This is roughly the set up I'm looking for (except a 29.5" DL). Looks like some expensive experiments in my future. 

_*rsarns & JMLOWE*_ - what are your set ups with the GTX cams? Shooting a #1 or #2 on the longer ATAs?


----------



## JMLOWE (Apr 19, 2011)

Paul68 said:


> This is roughly the set up I'm looking for (except a 29.5" DL). Looks like some expensive experiments in my future.
> 
> _*rsarns & JMLOWE*_ - what are your set ups with the GTX cams? Shooting a #1 or #2 on the longer ATAs?


I actually have no experience with building and pretty much stick with Hoyt specs. The GTXs that I have are #4 and came off of a Hoyt Podium about a year ago, if you or anyone needs them let me know and we will work something out.


----------



## rsarns (Sep 23, 2008)

I run #2's on my 46-47" ATA like Protec with XT 4000, or Vantage LTD/Pro to get my 29.5-31"DL. My son has a 28.5" DL and has another peg left on his #1's. With a 40" ATA bow I run a #5 GTX cam for those DL's (mine), such as the new Podium X 40.


----------



## centershot (Sep 13, 2002)

Curious what you guys do not like about the wheel and 1/2's. I'm really liking them on the Vantage. It's slow but seems to be very forgiving and pleasant to draw and shoot.


----------



## jkrikken81 (Jul 28, 2013)

centershot said:


> Curious what you guys do not like about the wheel and 1/2's. I'm really liking them on the Vantage. It's slow but seems to be very forgiving and pleasant to draw and shoot.

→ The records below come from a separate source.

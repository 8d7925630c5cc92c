// SPDX-FileCopyrightText: 2024 Foundation Devices, Inc. <hello@foundation.xyz>
// SPDX-License-Identifier: GPL-3.0-or-later

//! The flashing host: fills context slots through the debug probe and polls the
//! header for the outcome. Here the "probe" is direct access to the simulated
//! device RAM, and every poll lets the device run one tick.

use consts::{
    BUFFER_SIZE, EXTFLASH_BASE, HASH_CHUNK_SIZE, INTFLASH_BANK_SIZE, INTFLASH_BASE,
    INTFLASH_SECTOR_SIZE, NUM_SLOTS, PROGRESS_MAX, SHA256_LEN,
};
use host_protocol::{is_error, Action, Bank, Region, Status, WorkContext};

use crate::{lzma, sha256, Device, Error};

/// External offsets the host accepts are multiples of this.
const EXTFLASH_ALIGN: u32 = 4 << 10;

/// How [`Host::program`] submits a payload.
#[derive(Debug, Clone, Copy, PartialEq, Eq)]
pub struct Program {
    /// Erase the destination first.
    pub erase: bool,
    /// Send LZMA-compressed when that saves at least 10%.
    pub compress: bool,
    /// Wait until the device has written and verified everything.
    pub blocking: bool,
}

impl Default for Program {
    fn default() -> Self {
        Self {
            erase: true,
            compress: true,
            blocking: true,
        }
    }
}

/// What [`Host::flash`] did.
#[derive(Debug, Clone, Copy, Default, PartialEq, Eq)]
pub struct FlashReport {
    /// 256 KiB chunks in the padded image.
    pub chunks: usize,
    /// Chunks that differed from the device and were sent.
    pub sent: usize,
    /// Padded image length.
    pub bytes: usize,
}

pub struct Host {
    device: Device,
    counter: u32,
    tick_budget: u64,
}

impl Host {
    pub fn new(device: Device, tick_budget: u64) -> Self {
        Self {
            device,
            counter: 1,
            tick_budget,
        }
    }

    pub fn device(&self) -> &Device {
        &self.device
    }

    pub fn device_mut(&mut self) -> &mut Device {
        &mut self.device
    }

    pub fn into_device(self) -> Device {
        self.device
    }

    /// Starts counting contexts from 1 again, as after a device reset.
    pub fn reset_counter(&mut self) {
        self.counter = 1;
    }

    pub fn status(&mut self) -> Result<u32, Error> {
        Ok(self.device.region()?.status())
    }

    /// External flash size and smallest erase size published by the device.
    pub fn geometry(&mut self) -> Result<(u32, u32), Error> {
        let region = self.device.region()?;
        Ok((region.flash_size(), region.min_erase_size()))
    }

    pub fn set_time(&mut self, unix: u32) -> Result<(), Error> {
        self.device.region()?.set_utc_timestamp(unix);
        Ok(())
    }

    pub fn set_status_override(&mut self, value: u32) -> Result<(), Error> {
        self.device.region()?.set_status_override(value);
        Ok(())
    }

    fn next_token(&mut self) -> u32 {
        let token = self.counter;
        self.counter = match self.counter.wrapping_add(1) {
            0 => 1,
            next => next,
        };
        token
    }

    /// Ticks the device until `done` holds.
    fn wait_for<F>(&mut self, what: &'static str, mut done: F) -> Result<(), Error>
    where
        F: FnMut(&Region<'_>) -> Result<bool, Error>,
    {
        for _ in 0..=self.tick_budget {
            if done(&self.device.region()?)? {
                return Ok(());
            }
            self.device.tick()?;
        }
        Err(Error::Timeout(what))
    }

    /// First slot the device is done with, ticking the device until there is one.
    pub fn get_context(&mut self) -> Result<usize, Error> {
        let mut free = None;
        self.wait_for("a free context", |region| {
            check_status(region)?;
            free = free_slot(region)?;
            Ok(free.is_some())
        })?;
        free.ok_or(Error::Timeout("a free context"))
    }

    pub fn wait_for_idle(&mut self) -> Result<(), Error> {
        self.wait_for("the device to go idle", |region| {
            check_status(region)?;
            Ok(region.status() == Status::Idle.to_u32())
        })
    }

    pub fn wait_for_all_contexts_complete(&mut self) -> Result<(), Error> {
        self.wait_for("all contexts to be claimed", |region| {
            check_status(region)?;
            for slot in 0..NUM_SLOTS {
                if region.ready(slot)? != 0 {
                    return Ok(false);
                }
            }
            Ok(true)
        })?;
        self.wait_for_idle()
    }

    /// Low level: puts `payload` and `ctx` into a free slot, with the next
    /// `ready` token. Returns the slot.
    pub fn submit(&mut self, mut ctx: WorkContext, payload: &[u8]) -> Result<usize, Error> {
        if payload.len() > BUFFER_SIZE {
            return Err(Error::PayloadTooLarge(payload.len()));
        }
        let slot = self.get_context()?;
        ctx.ready = self.next_token();
        let mut region = self.device.region()?;
        region.buffer_mut(slot)?[..payload.len()].copy_from_slice(payload);
        region.submit(slot, &ctx)?;
        tracing::debug!(
            "slot {slot}: token {} bank {} offset {:#x} size {}",
            ctx.ready,
            ctx.bank,
            ctx.offset,
            ctx.size
        );
        Ok(slot)
    }

    /// Sends one payload of at most 256 KiB.
    pub fn program(&mut self, bank: Bank, offset: u32, data: &[u8], opts: Program) -> Result<(), Error> {
        validate_offset(bank, offset)?;
        if data.is_empty() {
            return Ok(());
        }
        if data.len() > BUFFER_SIZE {
            return Err(Error::PayloadTooLarge(data.len()));
        }

        let packed = if opts.compress {
            Some(lzma::compress(data)?).filter(|p| p.len() * 10 <= data.len() * 9)
        } else {
            None
        };
        let ctx = WorkContext {
            size: data.len() as u32,
            offset,
            erase: opts.erase.into(),
            erase_bytes: if opts.erase { data.len() as i32 } else { 0 },
            compressed_size: packed.as_ref().map_or(0, |p| p.len() as u32),
            expected_sha256: sha256(data),
            bank: bank.to_u32(),
            action: Action::EraseAndFlash.to_u32(),
            ..Default::default()
        };
        if let Some(packed) = &packed {
            tracing::debug!("compressed {} -> {} bytes", data.len(), packed.len());
        }

        self.device.region()?.set_upload_in_progress(true);
        self.submit(ctx, packed.as_deref().unwrap_or(data))?;
        self.device.region()?.set_upload_in_progress(false);

        if opts.blocking {
            self.wait_for_all_contexts_complete()?;
        }
        Ok(())
    }

    /// Erases `size` bytes at `offset`, or the whole external chip.
    pub fn erase(&mut self, bank: Bank, offset: u32, size: u32, whole_chip: bool) -> Result<(), Error> {
        validate_offset(bank, offset)?;
        if whole_chip {
            if bank != Bank::External {
                return Err(Error::InvalidErase("whole chip erase only applies to external flash"));
            }
            if offset != 0 || size != 0 {
                return Err(Error::InvalidErase("whole chip erase takes no offset or size"));
            }
        } else if size == 0 {
            return Err(Error::InvalidErase("size must be positive"));
        }
        let erase_bytes =
            i32::try_from(size).map_err(|_| Error::InvalidErase("size does not fit the context"))?;

        let ctx = WorkContext {
            offset,
            erase: 1,
            erase_bytes,
            expected_sha256: sha256(&[]),
            bank: bank.to_u32(),
            action: Action::EraseAndFlash.to_u32(),
            ..Default::default()
        };
        self.submit(ctx, &[])?;
        self.wait_for_all_contexts_complete()
    }

    /// SHA-256 of every 256 KiB window of `[offset, offset + size)`.
    pub fn read_hashes(&mut self, bank: Bank, offset: u32, size: u32) -> Result<Vec<[u8; SHA256_LEN]>, Error> {
        validate_offset(bank, offset)?;
        if size == 0 {
            return Ok(Vec::new());
        }
        let windows = size.div_ceil(HASH_CHUNK_SIZE) as usize;
        if windows * SHA256_LEN > BUFFER_SIZE {
            return Err(Error::PayloadTooLarge(size as usize));
        }

        let ctx = WorkContext {
            offset,
            size,
            bank: bank.to_u32(),
            action: Action::Hash.to_u32(),
            ..Default::default()
        };
        self.device.region()?.set_download_in_progress(true);
        let slot = self.submit(ctx, &[])?;
        self.wait_for("a hash response", |region| {
            check_status(region)?;
            Ok(region.response_ready(slot)?)
        })?;

        let mut region = self.device.region()?;
        let hashes = region.buffer(slot)?[..windows * SHA256_LEN]
            .chunks_exact(SHA256_LEN)
            .map(|raw| {
                let mut digest = [0; SHA256_LEN];
                digest.copy_from_slice(raw);
                digest
            })
            .collect();
        region.release(slot)?;
        region.set_download_in_progress(false);
        Ok(hashes)
    }

    /// Writes an image of any size, sending only the chunks the device does not
    /// already hold. Internal banks take a single context's worth.
    pub fn flash(&mut self, bank: Bank, offset: u32, data: &[u8]) -> Result<FlashReport, Error> {
        validate_offset(bank, offset)?;
        match bank {
            Bank::External => self.flash_external(offset, data),
            Bank::Internal1 | Bank::Internal2 => {
                let data = pad(data, INTFLASH_SECTOR_SIZE);
                if data.len() > BUFFER_SIZE {
                    return Err(Error::PayloadTooLarge(data.len()));
                }
                if u64::from(offset) + data.len() as u64 > u64::from(INTFLASH_BANK_SIZE) {
                    return Err(Error::OutOfRange {
                        offset,
                        len: data.len(),
                        size: INTFLASH_BANK_SIZE,
                    });
                }
                self.program(bank, offset, &data, Program::default())?;
                let chunks = usize::from(!data.is_empty());
                Ok(FlashReport {
                    chunks,
                    sent: chunks,
                    bytes: data.len(),
                })
            }
        }
    }

    fn flash_external(&mut self, offset: u32, data: &[u8]) -> Result<FlashReport, Error> {
        let (flash_size, erase_size) = self.geometry()?;
        let data = pad(data, erase_size.max(1));
        if u64::from(offset) + data.len() as u64 > u64::from(flash_size) {
            return Err(Error::OutOfRange {
                offset,
                len: data.len(),
                size: flash_size,
            });
        }

        let device_hashes = self.read_hashes(Bank::External, offset, data.len() as u32)?;
        let chunk_size = HASH_CHUNK_SIZE as usize;
        let total = data.len().div_ceil(chunk_size);
        let changed: Vec<(u32, &[u8])> = data
            .chunks(chunk_size)
            .enumerate()
            .zip(&device_hashes)
            .filter(|((_, chunk), device_hash)| sha256(chunk) != **device_hash)
            .map(|((i, chunk), _)| (offset + (i * chunk_size) as u32, chunk))
            .collect();
        tracing::info!("{} of {} chunks differ", changed.len(), total);

        let opts = Program {
            blocking: false,
            ..Program::default()
        };
        for (i, (address, chunk)) in changed.iter().enumerate() {
            self.program(Bank::External, *address, chunk, opts)?;
            let progress = PROGRESS_MAX as usize * (i + 1) / changed.len();
            self.device.region()?.set_progress(progress as u32);
        }
        self.wait_for_all_contexts_complete()?;

        Ok(FlashReport {
            chunks: total,
            sent: changed.len(),
            bytes: data.len(),
        })
    }
}

fn check_status(region: &Region<'_>) -> Result<(), Error> {
    match region.status() {
        status if is_error(status) => Err(Error::Device(status)),
        _ => Ok(()),
    }
}

fn free_slot(region: &Region<'_>) -> Result<Option<usize>, Error> {
    for slot in 0..NUM_SLOTS {
        if region.ready(slot)? == 0 {
            return Ok(Some(slot));
        }
    }
    Ok(None)
}

fn validate_offset(bank: Bank, offset: u32) -> Result<(), Error> {
    let (base, align) = match bank {
        Bank::External => (EXTFLASH_BASE, EXTFLASH_ALIGN),
        Bank::Internal1 | Bank::Internal2 => (INTFLASH_BASE, INTFLASH_SECTOR_SIZE),
    };
    if offset >= base {
        return Err(Error::AbsoluteOffset { bank, offset });
    }
    if offset % align != 0 {
        return Err(Error::NotAligned { bank, offset, align });
    }
    Ok(())
}

/// Pads with erased bytes up to a multiple of `align`.
fn pad(data: &[u8], align: u32) -> Vec<u8> {
    let mut padded = data.to_vec();
    padded.resize(data.len().next_multiple_of(align as usize), 0xff);
    padded
}
// SPDX-FileCopyrightText: 2024 Foundation Devices, Inc. <hello@foundation.xyz>
// SPDX-License-Identifier: GPL-3.0-or-later

use core::mem::offset_of;
use core::ptr;
use core::sync::atomic::{fence, Ordering};

use consts::{BUFFER_SIZE, CONTEXT_BLOCK_SIZE, NUM_SLOTS, PROGRESS_MAX};

use crate::{layout, Error, Header, Status, WorkContext};

/// Offset of a header field inside the region.
macro_rules! header {
    ($field:ident) => {
        layout::HEADER + offset_of!(Header, $field)
    };
}

/// View of the Communication Region.
///
/// Header and context fields are accessed with volatile byte loads and stores, since
/// the other side writes them behind the compiler's back. Payload buffers are handed
/// out as plain slices: the `ready` handshake guarantees only one side uses a buffer
/// at a time.
pub struct Region<'a> {
    mem: &'a mut [u8],
}

impl<'a> Region<'a> {
    pub fn new(mem: &'a mut [u8]) -> Result<Self, Error> {
        if mem.len() < layout::REGION_SIZE {
            return Err(Error::RegionTooSmall {
                len: mem.len(),
                required: layout::REGION_SIZE,
            });
        }
        Ok(Self { mem })
    }

    /// Builds a region over the linker-placed communication block.
    ///
    /// # Safety
    ///
    /// `base` must point to at least [`layout::REGION_SIZE`] bytes of RAM that nothing
    /// else in the program aliases for `'a`.
    pub unsafe fn from_raw_parts(base: *mut u8) -> Self {
        Self {
            mem: core::slice::from_raw_parts_mut(base, layout::REGION_SIZE),
        }
    }

    /// Zeroes the whole region. Done once at boot.
    pub fn clear(&mut self) {
        let base = self.mem.as_mut_ptr();
        for i in 0..layout::REGION_SIZE {
            // SAFETY: `i` is in bounds, the length was checked at construction.
            unsafe { ptr::write_volatile(base.add(i), 0) };
        }
    }

    fn load(&self, offset: usize, out: &mut [u8]) {
        let src = &self.mem[offset..offset + out.len()];
        for (dst, byte) in out.iter_mut().zip(src) {
            // SAFETY: `byte` is a valid reference.
            *dst = unsafe { ptr::read_volatile(byte) };
        }
    }

    fn store(&mut self, offset: usize, data: &[u8]) {
        let dst = &mut self.mem[offset..offset + data.len()];
        for (byte, value) in dst.iter_mut().zip(data) {
            // SAFETY: `byte` is a valid reference.
            unsafe { ptr::write_volatile(byte, *value) };
        }
    }

    fn load_u32(&self, offset: usize) -> u32 {
        let mut raw = [0; 4];
        self.load(offset, &mut raw);
        u32::from_ne_bytes(raw)
    }

    fn store_u32(&mut self, offset: usize, value: u32) {
        self.store(offset, &value.to_ne_bytes());
    }

    // Header

    pub fn header(&self) -> Header {
        let mut raw = [0; Header::ENCODED_LEN];
        self.load(layout::HEADER, &mut raw);
        bytemuck::pod_read_unaligned(&raw)
    }

    pub fn status(&self) -> u32 {
        self.load_u32(header!(status))
    }

    pub fn set_status(&mut self, status: Status) {
        self.store_u32(header!(status), status.to_u32());
    }

    pub fn status_override(&self) -> u32 {
        self.load_u32(header!(status_override))
    }

    pub fn set_status_override(&mut self, value: u32) {
        self.store_u32(header!(status_override), value);
    }

    pub fn utc_timestamp(&self) -> u32 {
        self.load_u32(header!(utc_timestamp))
    }

    /// Host side: ask the device to set its RTC.
    pub fn set_utc_timestamp(&mut self, unix: u32) {
        self.store_u32(header!(utc_timestamp), unix);
    }

    /// Device side: consume a pending RTC request.
    pub fn take_utc_timestamp(&mut self) -> Option<u32> {
        match self.utc_timestamp() {
            0 => None,
            unix => {
                self.set_utc_timestamp(0);
                Some(unix)
            }
        }
    }

    pub fn progress(&self) -> u32 {
        self.load_u32(header!(progress))
    }

    /// Clamped to `[0, PROGRESS_MAX]`.
    pub fn set_progress(&mut self, progress: u32) {
        self.store_u32(
            header!(progress),
            progress.min(PROGRESS_MAX),
        );
    }

    pub fn flash_size(&self) -> u32 {
        self.load_u32(header!(flash_size))
    }

    pub fn min_erase_size(&self) -> u32 {
        self.load_u32(header!(min_erase_size))
    }

    /// Device side: publish the external flash geometry.
    pub fn set_flash_geometry(&mut self, size: u32, min_erase_size: u32) {
        self.store_u32(header!(flash_size), size);
        self.store_u32(header!(min_erase_size), min_erase_size);
    }

    pub fn set_upload_in_progress(&mut self, active: bool) {
        self.store_u32(
            header!(upload_in_progress),
            active as u32,
        );
    }

    pub fn set_download_in_progress(&mut self, active: bool) {
        self.store_u32(
            header!(download_in_progress),
            active as u32,
        );
    }

    // Context slots

    fn context_offset(slot: usize) -> Result<usize, Error> {
        if slot >= NUM_SLOTS {
            return Err(Error::InvalidSlot(slot));
        }
        Ok(layout::context(slot))
    }

    pub fn ready(&self, slot: usize) -> Result<u32, Error> {
        let base = Self::context_offset(slot)?;
        let ready = self.load_u32(base + WorkContext::READY);
        fence(Ordering::Acquire);
        Ok(ready)
    }

    pub fn response_ready(&self, slot: usize) -> Result<bool, Error> {
        let base = Self::context_offset(slot)?;
        let response_ready = self.load_u32(base + offset_of!(WorkContext, response_ready)) != 0;
        fence(Ordering::Acquire);
        Ok(response_ready)
    }

    /// Device side: the hash response in the slot buffer is complete.
    pub fn set_response_ready(&mut self, slot: usize) -> Result<(), Error> {
        let base = Self::context_offset(slot)?;
        fence(Ordering::Release);
        self.store_u32(base + offset_of!(WorkContext, response_ready), 1);
        Ok(())
    }

    pub fn context(&self, slot: usize) -> Result<WorkContext, Error> {
        let base = Self::context_offset(slot)?;
        let mut raw = [0; WorkContext::ENCODED_LEN];
        self.load(base, &mut raw);
        fence(Ordering::Acquire);
        Ok(bytemuck::pod_read_unaligned(&raw))
    }

    /// Host side: fill a free slot. Every field lands before `ready`.
    pub fn submit(&mut self, slot: usize, ctx: &WorkContext) -> Result<(), Error> {
        let base = Self::context_offset(slot)?;
        let raw = bytemuck::bytes_of(ctx);
        self.store(base, &raw[..WorkContext::READY]);
        fence(Ordering::Release);
        self.store_u32(base + WorkContext::READY, ctx.ready);
        Ok(())
    }

    /// Zeroes a slot, `ready` last, handing it back to the host.
    pub fn release(&mut self, slot: usize) -> Result<(), Error> {
        let base = Self::context_offset(slot)?;
        let zeros = [0; CONTEXT_BLOCK_SIZE];
        self.store(base, &zeros[..WorkContext::READY]);
        self.store(
            base + WorkContext::READY + 4,
            &zeros[WorkContext::READY + 4..],
        );
        fence(Ordering::Release);
        self.store_u32(base + WorkContext::READY, 0);
        Ok(())
    }

    /// Device side: copy the whole slot block into the active context and point its
    /// `buffer` field at the slot's payload buffer.
    ///
    /// The returned context is decoded from the active copy, never from the slot.
    pub fn claim(&mut self, slot: usize) -> Result<WorkContext, Error> {
        let base = Self::context_offset(slot)?;
        let mut block = [0; CONTEXT_BLOCK_SIZE];
        self.load(base, &mut block);
        fence(Ordering::Acquire);
        self.store(layout::ACTIVE_CONTEXT, &block);
        self.set_active_buffer(layout::address(layout::buffer(slot)));
        Ok(self.active_context())
    }

    pub fn active_context(&self) -> WorkContext {
        let mut raw = [0; WorkContext::ENCODED_LEN];
        self.load(layout::ACTIVE_CONTEXT, &mut raw);
        bytemuck::pod_read_unaligned(&raw)
    }

    pub fn set_active_buffer(&mut self, address: u32) {
        self.store_u32(layout::ACTIVE_CONTEXT + offset_of!(WorkContext, buffer), address);
    }

    // Buffers

    pub fn buffer(&self, slot: usize) -> Result<&[u8], Error> {
        Self::context_offset(slot)?;
        let start = layout::buffer(slot);
        Ok(&self.mem[start..start + BUFFER_SIZE])
    }

    pub fn buffer_mut(&mut self, slot: usize) -> Result<&mut [u8], Error> {
        Self::context_offset(slot)?;
        let start = layout::buffer(slot);
        Ok(&mut self.mem[start..start + BUFFER_SIZE])
    }

    pub fn decompress_buffer(&self) -> &[u8] {
        &self.mem[layout::DECOMPRESS_BUFFER..layout::REGION_SIZE]
    }

    /// Slot payload buffer and decompression buffer, borrowed together.
    pub fn payload_and_scratch(&mut self, slot: usize) -> Result<(&[u8], &mut [u8]), Error> {
        Self::context_offset(slot)?;
        let start = layout::buffer(slot);
        let (lower, upper) = self.mem.split_at_mut(layout::DECOMPRESS_BUFFER);
        Ok((
            &lower[start..start + BUFFER_SIZE],
            &mut upper[..BUFFER_SIZE],
        ))
    }
}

I agree. I think the wheel and 1/2 system is great.


----------



## granite14 (Nov 10, 2014)

I like the wheels and a half as well for drawing, but will probably install some draw stops. it's higher holding weight than cams is good for the release. shot my best scores on gtx cams though due to speed and smaller gaps.


----------



## Harperman (Sep 3, 2006)

If a person is doing some Eccentric swapping on a Hoyt, dont forget about the Cam 1/2 Plus cams, that were available on many different Hoyt bows a few years ago...These cams draw pretty smooth, have a decent back wall, decent valley, and make real good arrow speed for the draw cycle..They also tune easy, and can be tweeked for rotation a bit without sacrificing much of the good shooting qualities...The old Hoyt C2 cams are also excellent...Both of these cams were used on Hoyt's upright limb bows,, and longer ATA parallel limb bows...Jim


----------



## badger1134 (Feb 22, 2017)

I have a finger shooter, hoyt raptor rebel with accuwheel and it's so smooth and quiet. the back wall is solid and feels more like a cam, I love my finger shooter


----------



## fmoss3 (Apr 20, 2003)

What you need to do is very cheaply get the bow shooting. Then put it up for sale, double your money and get yourself a good new bow that you like.


----------